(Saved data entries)
-- Opening Marker --

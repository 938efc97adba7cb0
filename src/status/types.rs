//! Health status levels and the records derived from them.

use chrono::{DateTime, Utc};
use serde::{Deserialize, Serialize};
use strum::{AsRefStr, Display, EnumString};

/// Availability level of an athlete.
///
/// Serialized with the labels stored in the athletes collection.
#[derive(
    Debug,
    Clone,
    Copy,
    PartialEq,
    Eq,
    Hash,
    Serialize,
    Deserialize,
    Display,
    EnumString,
    AsRefStr,
    Default,
)]
pub enum HealthStatus {
    /// No restriction.
    #[default]
    #[serde(rename = "Healthy")]
    #[strum(serialize = "Healthy")]
    Healthy,
    /// Barred from competition only.
    #[serde(rename = "No competing")]
    #[strum(serialize = "No competing")]
    AmberRestricted,
    /// Barred from training and competition.
    #[serde(rename = "No training or competing")]
    #[strum(serialize = "No training or competing")]
    RedRestricted,
}

impl HealthStatus {
    /// Whether any restriction applies.
    pub fn is_restricted(self) -> bool {
        self != HealthStatus::Healthy
    }

    /// Whether the athlete may compete.
    pub fn can_compete(self) -> bool {
        self == HealthStatus::Healthy
    }

    /// Whether the athlete may train.
    pub fn can_train(self) -> bool {
        self != HealthStatus::RedRestricted
    }
}

/// Restriction category declared in a report.
#[derive(Debug, Clone, Copy, PartialEq, Eq, Display, EnumString)]
pub enum MissedActivity {
    /// Competition only.
    #[strum(serialize = "Competing Only")]
    CompetingOnly,
    /// Training and competition.
    #[strum(serialize = "Training & Competing")]
    TrainingAndCompeting,
}

impl MissedActivity {
    /// Interpret a raw answer. Unrecognised labels mean no restriction.
    pub fn from_answer(answer: Option<&str>) -> Option<Self> {
        answer.and_then(|a| a.parse().ok())
    }

    /// Status implied by this restriction.
    pub fn status(self) -> HealthStatus {
        match self {
            MissedActivity::CompetingOnly => HealthStatus::AmberRestricted,
            MissedActivity::TrainingAndCompeting => HealthStatus::RedRestricted,
        }
    }
}

/// Fields written to the athlete record in a single update.
///
/// Both dates are always present in the serialized form so that a Healthy
/// update clears them.
#[derive(Debug, Clone, Copy, PartialEq, Eq, Serialize, Deserialize)]
pub struct StatusUpdate {
    /// New status.
    pub status: HealthStatus,
    /// When the restriction began.
    pub injury_date: Option<DateTime<Utc>>,
    /// When the athlete is expected back.
    pub estimated_recovery_date: Option<DateTime<Utc>>,
}

/// Status fields as read from the athletes collection.
#[derive(Debug, Clone, PartialEq, Eq, Serialize, Deserialize)]
pub struct AthleteStatus {
    /// Athlete id.
    #[serde(rename = "id")]
    pub athlete_id: String,
    /// Current status. Rows without one are treated as Healthy.
    #[serde(default, deserialize_with = "status_or_healthy")]
    pub status: HealthStatus,
    /// Restriction start, as stored.
    #[serde(default)]
    pub injury_date: Option<String>,
    /// Expected return, as stored.
    #[serde(default)]
    pub estimated_recovery_date: Option<String>,
    /// Team linkage.
    #[serde(default)]
    pub team_id: Option<String>,
}

/// Status of every athlete on a team, with per-level counts.
#[derive(Debug, Clone, PartialEq, Eq, Serialize, Deserialize)]
pub struct TeamHealthSummary {
    /// Team id.
    pub team_id: String,
    /// Members and their status.
    pub athletes: Vec<AthleteStatus>,
    /// Number of members.
    pub num_athletes: usize,
    /// Members without restriction.
    pub healthy_athletes: usize,
    /// Members barred from competition only.
    pub amber_athletes: usize,
    /// Members barred from training and competition.
    pub red_athletes: usize,
    /// Members cleared to compete.
    pub available_to_compete: usize,
    /// Members cleared to train, restricted or not.
    pub available_to_train: usize,
}

impl TeamHealthSummary {
    /// Summarise the given members of `team_id`.
    pub fn new(team_id: impl Into<String>, athletes: Vec<AthleteStatus>) -> Self {
        let count = |level: HealthStatus| athletes.iter().filter(|a| a.status == level).count();
        Self {
            team_id: team_id.into(),
            num_athletes: athletes.len(),
            healthy_athletes: count(HealthStatus::Healthy),
            amber_athletes: count(HealthStatus::AmberRestricted),
            red_athletes: count(HealthStatus::RedRestricted),
            available_to_compete: athletes.iter().filter(|a| a.status.can_compete()).count(),
            available_to_train: athletes.iter().filter(|a| a.status.can_train()).count(),
            athletes,
        }
    }
}

fn status_or_healthy<'de, D>(deserializer: D) -> Result<HealthStatus, D::Error>
where
    D: serde::Deserializer<'de>,
{
    Ok(Option::<HealthStatus>::deserialize(deserializer)?.unwrap_or_default())
}

#[cfg(test)]
mod tests {
    use super::*;
    use serde_json::json;

    #[test]
    fn status_labels_match_stored_values() {
        assert_eq!(HealthStatus::Healthy.to_string(), "Healthy");
        assert_eq!(HealthStatus::AmberRestricted.to_string(), "No competing");
        assert_eq!(
            serde_json::to_value(HealthStatus::RedRestricted).unwrap(),
            json!("No training or competing")
        );
        assert_eq!(
            "No competing".parse::<HealthStatus>().unwrap(),
            HealthStatus::AmberRestricted
        );
    }

    #[test]
    fn restriction_predicates() {
        assert!(!HealthStatus::Healthy.is_restricted());
        assert!(HealthStatus::AmberRestricted.can_train());
        assert!(!HealthStatus::AmberRestricted.can_compete());
        assert!(!HealthStatus::RedRestricted.can_train());
    }

    #[test]
    fn missed_activity_mapping() {
        assert_eq!(
            MissedActivity::from_answer(Some("Competing Only")).map(MissedActivity::status),
            Some(HealthStatus::AmberRestricted)
        );
        assert_eq!(
            MissedActivity::from_answer(Some("Training & Competing")).map(MissedActivity::status),
            Some(HealthStatus::RedRestricted)
        );
        assert_eq!(MissedActivity::from_answer(Some("competing only")), None);
        assert_eq!(MissedActivity::from_answer(None), None);
    }

    #[test]
    fn healthy_update_serializes_explicit_nulls() {
        let update = StatusUpdate {
            status: HealthStatus::Healthy,
            injury_date: None,
            estimated_recovery_date: None,
        };
        assert_eq!(
            serde_json::to_value(update).unwrap(),
            json!({"status": "Healthy", "injury_date": null, "estimated_recovery_date": null})
        );
    }

    #[test]
    fn athlete_row_defaults_missing_status() {
        let row: AthleteStatus = serde_json::from_value(json!({"id": "a1", "team_id": "t1"})).unwrap();
        assert_eq!(row.status, HealthStatus::Healthy);
        assert_eq!(row.team_id.as_deref(), Some("t1"));

        let row: AthleteStatus = serde_json::from_value(json!({"id": "a2", "status": null})).unwrap();
        assert_eq!(row.status, HealthStatus::Healthy);
    }

    #[test]
    fn team_summary_counts_levels() {
        let member = |id: &str, status| AthleteStatus {
            athlete_id: id.to_string(),
            status,
            injury_date: None,
            estimated_recovery_date: None,
            team_id: Some("t1".to_string()),
        };
        let summary = TeamHealthSummary::new(
            "t1",
            vec![
                member("a1", HealthStatus::Healthy),
                member("a2", HealthStatus::RedRestricted),
                member("a3", HealthStatus::Healthy),
                member("a4", HealthStatus::AmberRestricted),
            ],
        );

        assert_eq!(summary.num_athletes, 4);
        assert_eq!(summary.healthy_athletes, 2);
        assert_eq!(summary.amber_athletes, 1);
        assert_eq!(summary.red_athletes, 1);
        assert_eq!(summary.available_to_compete, 2);
        assert_eq!(summary.available_to_train, 3);

        let empty = TeamHealthSummary::new("t2", Vec::new());
        assert_eq!(empty.num_athletes, 0);
        assert_eq!(empty.healthy_athletes, 0);
    }
}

-- Closing Marker --

● Task instructions: From the line holding "assert_eq!(summary.red_athletes, 1);" down to the last line of the records above, restate each line exactly as written.

● Exercise response:
        assert_eq!(summary.red_athletes, 1);
        assert_eq!(summary.available_to_compete, 2);
        assert_eq!(summary.available_to_train, 3);

        let empty = TeamHealthSummary::new("t2", Vec::new());
        assert_eq!(empty.num_athletes, 0);
        assert_eq!(empty.healthy_athletes, 0);
    }
}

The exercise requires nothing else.